Suppose you have determined that in order to meet your retirement expenses, you will need about $71,000 of gross income per year (including what you would pay in taxes) and that Social Security will provide about $21,000 per year. Your gap would be: $71,000 - $21,000 = $50,000. Now you know that you must withdraw about $50,000 per year from your savings and investments. How much money would you need to have invested to generate $50,000 per year of cash flow? That depends on two things:

The rate of return that your investments earnWhether you are willing to spend principal or not

If your investments are earning a rate of return of 5% per year, you would need $1 million to generate $50,000 ($1,000,000 x 5% = $50,000) per year of income, and not spend any principal. Twenty-five years later, you would still have $1 million. However, that does not take into account the possible effects of inflation and/or taxes. If you decide that it is okay to spend the principal down to zero by the time you die, then you would need about $725,000 earning 5% per year to last for 25 years. After 25 years or so, you would have spent all of the money. In this simplified calculation, the answer to how much you need to retire ranges from $750,000 to $1 million.

Revising the Gap

Two additional factors influence how much you will need to retire: inflation and life expectancy. Since you cannot know exactly how much you will need, the next best thing is to develop both a best-case and worst-case scenario.
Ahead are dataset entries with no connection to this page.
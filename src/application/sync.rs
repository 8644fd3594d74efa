use crate::application::repository::PromotedTask;
use crate::application::workspace::{LastSyncResult, SyncOutcome, UnpushedTaskState, UserWorkspace};
use crate::domain::models::{Id, Notification, Session, Task, TaskPatch};
use crate::infrastructure::error::InfraError;
use chrono::{DateTime, Utc};
use serde::Serialize;
use std::collections::HashMap;
use std::future::Future;
use std::sync::atomic::{AtomicBool, Ordering};
use std::sync::Arc;
use tokio::task::JoinHandle;
use tokio::time::{interval, sleep, Duration as TokioDuration, MissedTickBehavior};
use tracing::{debug, info, warn};

#[derive(Debug, Clone)]
pub struct RetryPolicy {
    pub max_attempts: u32,
    pub base_delay_ms: u64,
}

impl Default for RetryPolicy {
    fn default() -> Self {
        Self {
            max_attempts: 3,
            base_delay_ms: 200,
        }
    }
}

#[derive(Debug, Clone, Copy, PartialEq, Eq, Serialize)]
#[serde(rename_all = "snake_case")]
pub enum SyncStep {
    PromoteTask,
    /// Copying the state of a promoted task onto its remote record.
    UpdatePromotedTask,
    RefreshTasks,
    PromoteSession,
    RefreshSessions,
}

#[derive(Debug, Clone, PartialEq, Eq, Serialize)]
pub struct SyncFailure {
    pub step: SyncStep,
    pub id: Option<Id>,
    pub message: String,
}

#[derive(Debug, Clone, Default, PartialEq, Eq, Serialize)]
pub struct SyncReport {
    /// Another sync was already running; nothing was done.
    pub skipped: bool,
    pub promoted_tasks: usize,
    pub promoted_sessions: usize,
    /// Local sessions left pending because their task is still local.
    pub deferred_sessions: usize,
    pub tasks_refreshed: bool,
    pub sessions_refreshed: bool,
    pub failures: Vec<SyncFailure>,
    pub synced_at: Option<DateTime<Utc>>,
}

impl SyncReport {
    pub fn skipped() -> Self {
        Self {
            skipped: true,
            ..Self::default()
        }
    }

    pub fn is_success(&self) -> bool {
        !self.skipped && self.failures.is_empty()
    }

    fn fail(&mut self, step: SyncStep, id: Option<Id>, error: &InfraError) {
        self.failures.push(SyncFailure {
            step,
            id,
            message: error.to_string(),
        });
    }
}

struct InFlightGuard<'a>(&'a AtomicBool);

impl Drop for InFlightGuard<'_> {
    fn drop(&mut self) {
        self.0.store(false, Ordering::SeqCst);
    }
}

/// Promotes local records and refreshes both collections from the remote store.
pub struct ReconciliationSync {
    workspace: Arc<UserWorkspace>,
    retry_policy: RetryPolicy,
    in_flight: AtomicBool,
}

impl ReconciliationSync {
    pub fn new(workspace: Arc<UserWorkspace>) -> Self {
        Self {
            workspace,
            retry_policy: RetryPolicy::default(),
            in_flight: AtomicBool::new(false),
        }
    }

    pub fn with_retry_policy(mut self, retry_policy: RetryPolicy) -> Self {
        self.retry_policy = retry_policy;
        self
    }

    pub fn workspace(&self) -> &Arc<UserWorkspace> {
        &self.workspace
    }

    pub async fn sync_all(&self) -> SyncReport {
        if self
            .in_flight
            .compare_exchange(false, true, Ordering::SeqCst, Ordering::SeqCst)
            .is_err()
        {
            debug!(user_id = %self.workspace.user_id(), "sync already in flight");
            return SyncReport::skipped();
        }
        let _guard = InFlightGuard(&self.in_flight);

        let mut report = SyncReport::default();
        self.push_unpushed(&mut report).await;
        let mapping = self.promote_tasks(&mut report).await;
        self.refresh_tasks(&mut report).await;
        self.promote_sessions(&mapping, &mut report).await;
        self.refresh_sessions(&mut report).await;
        if report.promoted_sessions > 0 {
            self.refresh_tasks(&mut report).await;
        }
        self.finish(&mut report).await;
        report
    }

    async fn promote_tasks(&self, report: &mut SyncReport) -> HashMap<Id, Id> {
        let pending: Vec<(Task, u32)> = {
            let data = self.workspace.lock().await;
            data.tasks
                .iter()
                .filter(|task| task.id.is_local())
                .map(|task| (task.clone(), data.pending_sessions_for(&task.id)))
                .collect()
        };

        let mut mapping = HashMap::new();
        for (task, pending_sessions) in pending {
            let promoted = self
                .workspace
                .task_repository()
                .promote_local(&task, pending_sessions)
                .await;
            match promoted {
                Ok(PromotedTask { task: promoted, update_error }) => {
                    let mut data = self.workspace.lock().await;
                    if let Some(slot) = data.task_mut(&task.id) {
                        let (pomodoros, completed) = (slot.pomodoros, slot.completed);
                        *slot = promoted.clone();
                        slot.pomodoros = pomodoros;
                        slot.completed = completed;
                    }
                    data.remap_task_id(&task.id, &promoted.id);
                    if let Some(error) = update_error {
                        warn!(user_id = %self.workspace.user_id(), task_id = %promoted.id, %error, "failed to copy promoted task state");
                        data.unpushed.insert(
                            promoted.id.clone(),
                            UnpushedTaskState {
                                completed: task.completed,
                                pomodoros: task.pomodoros.saturating_sub(pending_sessions),
                            },
                        );
                        report.fail(SyncStep::UpdatePromotedTask, Some(promoted.id.clone()), &error);
                    }
                    self.workspace.persist_tasks(&data);
                    self.workspace.persist_sessions(&data);
                    self.workspace.persist_current_task(&data);
                    debug!(local_id = %task.id, remote_id = %promoted.id, "task promoted");
                    mapping.insert(task.id.clone(), promoted.id);
                    report.promoted_tasks += 1;
                }
                Err(error) => {
                    warn!(user_id = %self.workspace.user_id(), task_id = %task.id, %error, "failed to promote task");
                    report.fail(SyncStep::PromoteTask, Some(task.id), &error);
                }
            }
        }
        mapping
    }

    /// Retries copying state onto tasks that were created remotely by an
    /// earlier sync whose follow-up update failed.
    async fn push_unpushed(&self, report: &mut SyncReport) {
        let pending: Vec<(Id, String, TaskPatch)> = {
            let data = self.workspace.lock().await;
            data.unpushed
                .keys()
                .filter_map(|id| {
                    let remote_id = id.as_remote()?.to_string();
                    let task = data.task(id)?;
                    let pomodoros = task.pomodoros.saturating_sub(data.pending_sessions_for(id));
                    let patch = TaskPatch {
                        completed: Some(task.completed),
                        pomodoros: Some(pomodoros),
                        ..TaskPatch::default()
                    };
                    Some((id.clone(), remote_id, patch))
                })
                .collect()
        };

        let repository = self.workspace.task_repository();
        for (id, remote_id, patch) in pending {
            match repository.update(&remote_id, &patch).await {
                Ok(_) => {
                    self.workspace.lock().await.unpushed.remove(&id);
                    debug!(task_id = %id, "promoted task state copied");
                }
                Err(error) => {
                    warn!(user_id = %self.workspace.user_id(), task_id = %id, %error, "failed to copy promoted task state");
                    report.fail(SyncStep::UpdatePromotedTask, Some(id), &error);
                }
            }
        }
    }

    async fn refresh_tasks(&self, report: &mut SyncReport) {
        let repository = self.workspace.task_repository();
        match self.with_retry(|| repository.fetch_all()).await {
            Ok(tasks) => {
                let mut data = self.workspace.lock().await;
                data.replace_tasks(tasks);
                self.workspace.persist_tasks(&data);
                self.workspace.persist_current_task(&data);
                report.tasks_refreshed = true;
            }
            Err(error) => {
                warn!(user_id = %self.workspace.user_id(), %error, "failed to refresh tasks");
                report.fail(SyncStep::RefreshTasks, None, &error);
            }
        }
    }

    async fn promote_sessions(&self, mapping: &HashMap<Id, Id>, report: &mut SyncReport) {
        let pending: Vec<Session> = {
            let data = self.workspace.lock().await;
            data.sessions
                .iter()
                .filter(|session| session.id.is_local())
                .cloned()
                .collect()
        };

        for session in pending {
            let task_id = mapping.get(&session.task_id).unwrap_or(&session.task_id);
            let remote_task_id = match task_id {
                Id::Remote(value) => value.clone(),
                Id::Local(_) => {
                    debug!(session_id = %session.id, task_id = %task_id, "session waits for its task");
                    report.deferred_sessions += 1;
                    continue;
                }
            };

            let promoted = self
                .workspace
                .session_repository()
                .promote_local(&session, &remote_task_id)
                .await;
            match promoted {
                Ok(promoted) => {
                    let mut data = self.workspace.lock().await;
                    if let Some(slot) = data.sessions.iter_mut().find(|candidate| candidate.id == session.id) {
                        *slot = promoted;
                    }
                    self.workspace.persist_sessions(&data);
                    report.promoted_sessions += 1;
                }
                Err(error) => {
                    warn!(user_id = %self.workspace.user_id(), session_id = %session.id, %error, "failed to promote session");
                    report.fail(SyncStep::PromoteSession, Some(session.id), &error);
                }
            }
        }
    }

    async fn refresh_sessions(&self, report: &mut SyncReport) {
        let repository = self.workspace.session_repository();
        match self.with_retry(|| repository.fetch_all()).await {
            Ok(sessions) => {
                let mut data = self.workspace.lock().await;
                data.replace_sessions(sessions);
                self.workspace.persist_sessions(&data);
                report.sessions_refreshed = true;
            }
            Err(error) => {
                warn!(user_id = %self.workspace.user_id(), %error, "failed to refresh sessions");
                report.fail(SyncStep::RefreshSessions, None, &error);
            }
        }
    }

    async fn finish(&self, report: &mut SyncReport) {
        let now = self.workspace.now();
        report.synced_at = Some(now);
        if let Err(error) = self.workspace.cache().set_last_synced(now) {
            warn!(user_id = %self.workspace.user_id(), %error, "failed to store last synced time");
        }

        let outcome = if report.failures.is_empty() {
            SyncOutcome::Success
        } else {
            SyncOutcome::Failure
        };
        {
            let mut data = self.workspace.lock().await;
            data.last_synced = Some(now);
            data.last_sync_result = Some(LastSyncResult {
                outcome,
                at: now,
                failures: report.failures.len(),
            });
        }

        if outcome == SyncOutcome::Failure {
            self.workspace.notify(Notification::warning(
                "Sync incomplete",
                format!(
                    "{} change(s) could not be synced and will be retried.",
                    report.failures.len()
                ),
            ));
        }
        info!(
            user_id = %self.workspace.user_id(),
            promoted_tasks = report.promoted_tasks,
            promoted_sessions = report.promoted_sessions,
            deferred_sessions = report.deferred_sessions,
            failures = report.failures.len(),
            "sync finished"
        );
    }

    async fn with_retry<T, F, Fut>(&self, mut operation: F) -> Result<T, InfraError>
    where
        F: FnMut() -> Fut,
        Fut: Future<Output = Result<T, InfraError>>,
    {
        let max_attempts = self.retry_policy.max_attempts.max(1);
        let mut attempt: u32 = 0;

        loop {
            match operation().await {
                Ok(value) => return Ok(value),
                Err(error) if self.should_retry(&error) && attempt + 1 < max_attempts => {
                    let delay = self
                        .retry_policy
                        .base_delay_ms
                        .saturating_mul(2u64.saturating_pow(attempt));
                    sleep(TokioDuration::from_millis(delay)).await;
                    attempt = attempt.saturating_add(1);
                }
                Err(error) => return Err(error),
            }
        }
    }

    fn should_retry(&self, error: &InfraError) -> bool {
        match error {
            InfraError::RemoteUnavailable(_) => true,
            InfraError::RemoteRejected { status, .. } => *status >= 500,
            _ => false,
        }
    }
}

/// Runs the sync once immediately and then on every period. Stops on drop.
pub struct SyncScheduler {
    task: Option<JoinHandle<()>>,
}

impl SyncScheduler {
    pub fn spawn(sync: Arc<ReconciliationSync>, period: TokioDuration) -> Self {
        let task = tokio::spawn(async move {
            let mut ticker = interval(period);
            ticker.set_missed_tick_behavior(MissedTickBehavior::Delay);
            loop {
                ticker.tick().await;
                let report = sync.sync_all().await;
                if report.skipped {
                    debug!("scheduled sync coalesced with a running one");
                }
            }
        });
        Self { task: Some(task) }
    }

    pub fn stop(&mut self) {
        if let Some(task) = self.task.take() {
            task.abort();
        }
    }

    pub fn is_running(&self) -> bool {
        self.task.as_ref().is_some_and(|task| !task.is_finished())
    }
}

impl Drop for SyncScheduler {
    fn drop(&mut self) {
        self.stop();
    }
}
In your best-case scenario, you assume average investment returns, low inflation, and controlled spending. In your worst-case scenario, you assume below-average investment returns, high inflation, and unanticipated expenses. You can also run various scenarios where you’ll delay the start of Social Security until you’re age 70 so you’ll get a higher monthly amount. If you still want to retire at age 66, your gap amount will be higher in your 60s but much lower once you reach 70. Projecting these scenarios in a retirement income timeline format can help you see which decisions may lower the total amount you’ll need to retire.